VHDL coding tips and tricks: VHDL: Synthesisable Code for Finding Square Root (With Testbench!)

Thursday, March 18, 2010

VHDL: Synthesisable Code for Finding Square Root (With Testbench!)

UPDATE: A much more Synthesizable and Clocked Square Root Calculator is available here.

As you are probably aware, there is no built-in library function available in VHDL for finding the square root of an integer. There are several algorithms available for this, and in this article I have chosen to implement one of them using VHDL.

What I have used in this code is Non-Restoring Square Root algorithm. If you want to understand the specifics of it, you can read it in this paper.

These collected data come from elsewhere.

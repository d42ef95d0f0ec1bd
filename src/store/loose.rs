//! Write-through loose object store: a two-character shard directory,
//! zlib-deflated payloads, atomic temp-file-then-rename publish.
//!
//! Grounded on `original_source/simple-odb.c` (`simple_odb_prepare`,
//! `simple_odb_store_buffer`) and, for the on-disk sharding/staging shape,
//! on the teacher's `tvix_castore::blobservice::SimpleFilesystemBlobService`
//! — rewritten blocking/synchronous per `spec.md` §5.

use std::fs::{self, File};
use std::io::{Read, Write};
use std::path::{Path, PathBuf};

use flate2::write::ZlibEncoder;
use flate2::Compression;
use tracing::instrument;

use crate::errors::{Error, Result};
use crate::hash::{HashAlgo, ObjectId};
use crate::object::{Object, ObjectKind};

/// Options threaded through a single `store` call. `no_chunk` is the
/// per-call replacement for the original's process-wide
/// `disable_bblob_conversion` counter (`spec.md` §9): callers writing a
/// chunk's own leaf blob set it so that a higher-level "auto-chunk new
/// blobs" facade doesn't try to chunk it again.
#[derive(Debug, Clone, Copy, Default)]
pub struct StoreOptions {
    pub no_chunk: bool,
}

/// Permission policy applied to a loose object file once it's published,
/// the caller-configurable analogue of `adjust_shared_perm`/
/// `core.sharedRepository`. General multi-user sharing policy is a
/// host-VCS config concern (spec §1's excluded collaborators), so this
/// crate exposes it as an explicit hook rather than parsing config itself.
#[derive(Debug, Clone, Copy, Default, PartialEq, Eq)]
pub enum ShareMode {
    /// `core.sharedRepository = umask` (default): read-only, `0o444`.
    #[default]
    Umask,
    /// `core.sharedRepository = group`: group-writable, `0o660`.
    Group,
    /// `core.sharedRepository = all`: group- and world-writable, `0o664`.
    All,
    /// `core.sharedRepository = 0xxx`: an explicit octal mode.
    Custom(u32),
}

impl ShareMode {
    fn file_mode(self) -> u32 {
        match self {
            ShareMode::Umask => 0o444,
            ShareMode::Group => 0o660,
            ShareMode::All => 0o664,
            ShareMode::Custom(mode) => mode,
        }
    }
}

pub struct LooseObjectStore {
    root: PathBuf,
    objects_dir: PathBuf,
    algo: HashAlgo,
    compression: Compression,
    share_mode: ShareMode,
}

impl LooseObjectStore {
    /// `prepare`: creates `<root>/objects`, `.../info`, `.../pack`
    /// (idempotent), and canonicalizes `root` via `fs::canonicalize`
    /// (the Rust equivalent of `strbuf_realpath`). Also records the store's
    /// hash algorithm in an on-disk marker the first time it's prepared, so
    /// a later caller (e.g. the alternate-store registry) can discover it
    /// independently instead of trusting whatever algorithm it's asked for.
    #[instrument(skip_all, fields(path = %path.as_ref().display()), err)]
    pub fn prepare(path: impl AsRef<Path>, algo: HashAlgo) -> Result<Self> {
        let path = path.as_ref();
        make_dir_all(path)?;
        let root = fs::canonicalize(path)?;

        let objects_dir = root.join("objects");
        make_dir_all(&objects_dir)?;
        make_dir_all(objects_dir.join("info"))?;
        make_dir_all(objects_dir.join("pack"))?;
        write_algo_marker_if_absent(&objects_dir, algo)?;

        Ok(LooseObjectStore {
            root,
            objects_dir,
            algo,
            compression: Compression::default(),
            share_mode: ShareMode::default(),
        })
    }

    /// Reads the hash algorithm a store at `path` was already initialized
    /// with, without creating anything. `Ok(None)` if `path` has no store
    /// yet (a fresh alternate, say, about to be `prepare`d for the first
    /// time).
    pub fn detect_algo(path: impl AsRef<Path>) -> Result<Option<HashAlgo>> {
        let marker = path.as_ref().join("objects").join("info").join("algorithm");
        match fs::read_to_string(&marker) {
            Ok(content) => {
                let name = content.trim();
                HashAlgo::parse(name).map(Some).ok_or_else(|| {
                    Error::InvalidFormat(format!("unrecognized hash algorithm marker: {name:?}"))
                })
            }
            Err(e) if e.kind() == std::io::ErrorKind::NotFound => Ok(None),
            Err(e) => Err(e.into()),
        }
    }

    pub fn root(&self) -> &Path {
        &self.root
    }

    pub fn algo(&self) -> HashAlgo {
        self.algo
    }

    /// Sets the permission policy applied to loose object files from this
    /// point on; objects already on disk are unaffected.
    pub fn set_share_mode(&mut self, mode: ShareMode) {
        self.share_mode = mode;
    }

    pub fn with_compression_level(mut self, level: Compression) -> Self {
        self.compression = level;
        self
    }

    fn loose_path(&self, oid: &ObjectId) -> PathBuf {
        let hex = oid.to_hex();
        self.objects_dir.join(&hex[0..2]).join(&hex[2..])
    }

    /// `store`: computes `oid = H("<type> <len>\0" ++ bytes)`, deflates the
    /// header+payload, and atomically publishes it. Idempotent: if the
    /// target already exists, returns success without rewriting it.
    #[instrument(skip(self, payload), fields(kind = kind.name(), len = payload.len()), err)]
    pub fn store(&self, kind: &ObjectKind, payload: &[u8]) -> Result<ObjectId> {
        self.store_with_options(kind, payload, StoreOptions::default())
    }

    pub fn store_with_options(
        &self,
        kind: &ObjectKind,
        payload: &[u8],
        _opts: StoreOptions,
    ) -> Result<ObjectId> {
        let oid = ObjectId::hash_object(self.algo, kind.name(), payload);
        let dest = self.loose_path(&oid);

        if dest.exists() {
            return Ok(oid);
        }

        let mut header = format!("{} {}\0", kind.name(), payload.len()).into_bytes();
        header.extend_from_slice(payload);

        let mut encoder = ZlibEncoder::new(Vec::new(), self.compression);
        encoder.write_all(&header)?;
        let compressed = encoder.finish()?;

        if let Some(dir) = dest.parent() {
            make_dir_all(dir)?;
        }

        let tmp_path = self.objects_dir.join(format!(
            ".tmp-{}-{}",
            std::process::id(),
            oid.to_hex()
        ));
        let write_result = (|| -> Result<()> {
            let mut tmp = File::create(&tmp_path)?;
            tmp.write_all(&compressed)?;
            tmp.sync_all()?;
            drop(tmp);
            apply_share_mode(&tmp_path, self.share_mode)?;
            match fs::rename(&tmp_path, &dest) {
                Ok(()) => Ok(()),
                Err(e) if dest.exists() => {
                    // Lost a race with another writer for the same content;
                    // that's fine, the object is content-addressed.
                    let _ = e;
                    Ok(())
                }
                Err(e) => Err(e.into()),
            }
        })();

        if write_result.is_err() {
            let _ = fs::remove_file(&tmp_path);
        }
        write_result?;

        Ok(oid)
    }

    #[instrument(skip(self), fields(oid = %oid), err)]
    pub fn has(&self, oid: &ObjectId) -> Result<bool> {
        Ok(self.loose_path(oid).exists())
    }

    /// Reads and inflates a loose object, returning its kind and payload.
    #[instrument(skip(self), fields(oid = %oid), err)]
    pub fn read(&self, oid: &ObjectId) -> Result<Object> {
        let path = self.loose_path(oid);
        let compressed = fs::read(&path)?;

        let mut decoder = flate2::read::ZlibDecoder::new(&compressed[..]);
        let mut raw = Vec::new();
        decoder.read_to_end(&mut raw)?;

        let nul = raw
            .iter()
            .position(|&b| b == 0)
            .ok_or_else(|| Error::InvalidFormat("loose object missing NUL header terminator".into()))?;
        let header = std::str::from_utf8(&raw[..nul])
            .map_err(|e| Error::InvalidFormat(e.to_string()))?;
        let (type_name, len_str) = header
            .split_once(' ')
            .ok_or_else(|| Error::InvalidFormat(format!("malformed object header: {header:?}")))?;
        let declared_len: usize = len_str
            .parse()
            .map_err(|_| Error::InvalidFormat(format!("non-numeric length in header: {len_str:?}")))?;

        let payload = raw[nul + 1..].to_vec();
        if payload.len() != declared_len {
            return Err(Error::InvalidFormat(format!(
                "object {oid} declares length {declared_len} but has {}",
                payload.len()
            )));
        }

        Ok(Object::new(ObjectKind::parse(type_name), payload))
    }

    /// Path-removal primitive for the offload cleanup step (`spec.md`
    /// §4.7). Returns `Ok(true)` if a file was actually removed, `Ok(false)`
    /// if it was already absent (`ENOENT` is success, per spec).
    pub fn remove_loose(&self, oid: &ObjectId) -> Result<bool> {
        self.remove_loose_with_overrides(oid, false)
    }

    /// Same as [`remove_loose`](Self::remove_loose), but `force_dir_warn`
    /// (the `GIT_TEST_LOP_FORCE_DIR_WARN` test seam, `spec.md` §6) skips
    /// the real `remove_dir` attempt and always takes the "shard directory
    /// left behind" warning branch, so that path is exercisable without
    /// needing to contrive a genuine non-ENOTEMPTY rmdir failure.
    pub fn remove_loose_with_overrides(&self, oid: &ObjectId, force_dir_warn: bool) -> Result<bool> {
        let path = self.loose_path(oid);
        match fs::remove_file(&path) {
            Ok(()) => {
                if let Some(dir) = path.parent() {
                    if force_dir_warn {
                        tracing::warn!(dir = %dir.display(), "failed to remove shard directory (forced)");
                    } else if let Err(e) = fs::remove_dir(dir) {
                        // ENOENT/ENOTEMPTY are not errors here; anything else is
                        // downgraded to a warning per spec §4.7/§7.
                        if e.kind() != std::io::ErrorKind::NotFound && !is_dir_not_empty(&e) {
                            tracing::warn!(dir = %dir.display(), error = %e, "failed to remove shard directory");
                        }
                    }
                }
                Ok(true)
            }
            Err(e) if e.kind() == std::io::ErrorKind::NotFound => Ok(false),
            Err(e) => Err(Error::ReadRemovedRace(e)),
        }
    }

    pub fn loose_path_for(&self, oid: &ObjectId) -> PathBuf {
        self.loose_path(oid)
    }
}

fn is_dir_not_empty(e: &std::io::Error) -> bool {
    e.raw_os_error() == Some(libc::ENOTEMPTY)
}

fn make_dir_all(path: impl AsRef<Path>) -> Result<()> {
    fs::create_dir_all(&path)?;
    Ok(())
}

fn write_algo_marker_if_absent(objects_dir: &Path, algo: HashAlgo) -> Result<()> {
    let marker = objects_dir.join("info").join("algorithm");
    if !marker.exists() {
        fs::write(&marker, algo.name())?;
    }
    Ok(())
}

#[cfg(unix)]
fn apply_share_mode(path: &Path, mode: ShareMode) -> Result<()> {
    use std::os::unix::fs::PermissionsExt;
    let mut perms = fs::metadata(path)?.permissions();
    perms.set_mode(mode.file_mode());
    fs::set_permissions(path, perms)?;
    Ok(())
}

#[cfg(not(unix))]
fn apply_share_mode(_path: &Path, _mode: ShareMode) -> Result<()> {
    Ok(())
}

I have used VHDL procedure to implement this algorithm. The whole function is combinatorial. So I have to warn you that its a bit of a resource eater, but you will get the result in just one clock cycle. The procedure is declared as follows:

procedure sqrt(variable d : in unsigned(31 downto 0);

            variable root : out unsigned(15 downto 0);

            variable remainder : out unsigned(15 downto 0)) is

The procedure takes one 32 bit unsigned integer and outputs a 16 bit square root and a 16 bit remainder. What I meant by remainder here is simply the difference between the input integer and square of the output square root.

Remainder = d - root*root;

The block diagram of the algorithm is given below(taken from this paper):

Non-Restoring Square Root algorithm in vhdl with testbench

Here, D is the unsigned input number. R is the remainder of the operation for non-perfect squares. Q contains the square root of D.

I have written the VHDL procedure and directly used it within a self checking testbench. The testbench can be used to easily verify the working of any number of inputs without you needing to do any manual verification. Thats why its called a self checking testbench.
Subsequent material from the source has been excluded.